Niblock’s Sound Spectrums – Within Invisible Rivers
The main virtue of the film is to afford Phill Niblock’s music the necessary listening time. Now aged 85, Niblock is one of the most tireless ambassadors of American minimal music, in the vein of psychoactive statics (La Monte Young, Charlemagne Palestine), rather than arithmetic hypnosis (Steve Reich, Philip Glass). His long stretches of sound, always similar but constantly changing, sculpt time much like Warhol, Akerman or Benning have done with the additional help of images. Moreover, Niblock is a filmmaker. In 1973, in the four corners of the world and under the auspices of the Lumière brothers, he observed the mechanics of work gestures in The Movement of People Working. His images like his endless chords bore deep into the eye and ear, which could well explain his singular quietude in between the few words he offers up to Thomas Maury in the film. Others (Eliane Radigue, Jim O’Rourke, Alan Licht), more talkative, have much to say about him. But Niblock’s Sound Spectrums, when it is not offering the bed of its own images to Niblock’s rivers of sound, is also a film about work. The monastic concentration of this sound sculptor in his workshop, as he carves out a single note in the company of his successor, Stephen O’Malley, speaks louder than words of the beauty of this modest and precious crafting of trance.

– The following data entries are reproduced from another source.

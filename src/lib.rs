use std::fs;
use std::path::PathBuf;

pub mod commands;
pub mod config;
pub mod core;
pub mod logging;
pub mod storage;

pub use crate::config::TransferConfig;
pub use crate::core::{LocalFileDescriptor, SyncEngine, SyncError, SyncEvent, SyncSummary};
pub use storage::{ConnectionConfig, TargetConfig};

/// 应用名，用于配置目录
pub const APP_NAME: &str = "publish-ssh";

/// 应用配置目录：默认位于系统配置目录下，
/// 可通过 config.json 中的 `data_path` 指向其他已存在的目录
pub fn app_config_dir() -> PathBuf {
    let default_config_dir = dirs::config_dir()
        .map(|p| p.join(APP_NAME))
        .unwrap_or_else(|| PathBuf::from(format!(".{}", APP_NAME)));

    let config_file = default_config_dir.join("config.json");
    fs::read_to_string(&config_file)
        .ok()
        .and_then(|content| serde_json::from_str::<serde_json::Value>(&content).ok())
        .and_then(|config| config.get("data_path")?.as_str().map(PathBuf::from))
        .filter(|p| p.is_dir())
        .inspect(|p| tracing::debug!("使用自定义数据路径: {:?}", p))
        .unwrap_or(default_config_dir)
}

pub mod dirs {
    use std::path::PathBuf;

    pub fn config_dir() -> Option<PathBuf> {
        if cfg!(target_os = "windows") {
            std::env::var("APPDATA").ok().map(PathBuf::from)
        } else if cfg!(target_os = "macos") {
            std::env::var("HOME")
                .ok()
                .map(|h| PathBuf::from(h).join("Library").join("Application Support"))
        } else if let Ok(xdg) = std::env::var("XDG_CONFIG_HOME") {
            Some(PathBuf::from(xdg))
        } else {
            std::env::var("HOME")
                .ok()
                .map(|h| PathBuf::from(h).join(".config"))
        }
    }
}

Thomas Maury was born in Sarlat, France, in 1986. In 2009, he graduated with higher national diploma from the Haute École des Arts du Rhin de Strasbourg, specialised in illustration. After several publications and exhibitions in France, Germany, Belgium and the Czech Republic, he has continued his visual research with cinema. In 2010, he began a film on Phill Niblock, a major American minimalist composer.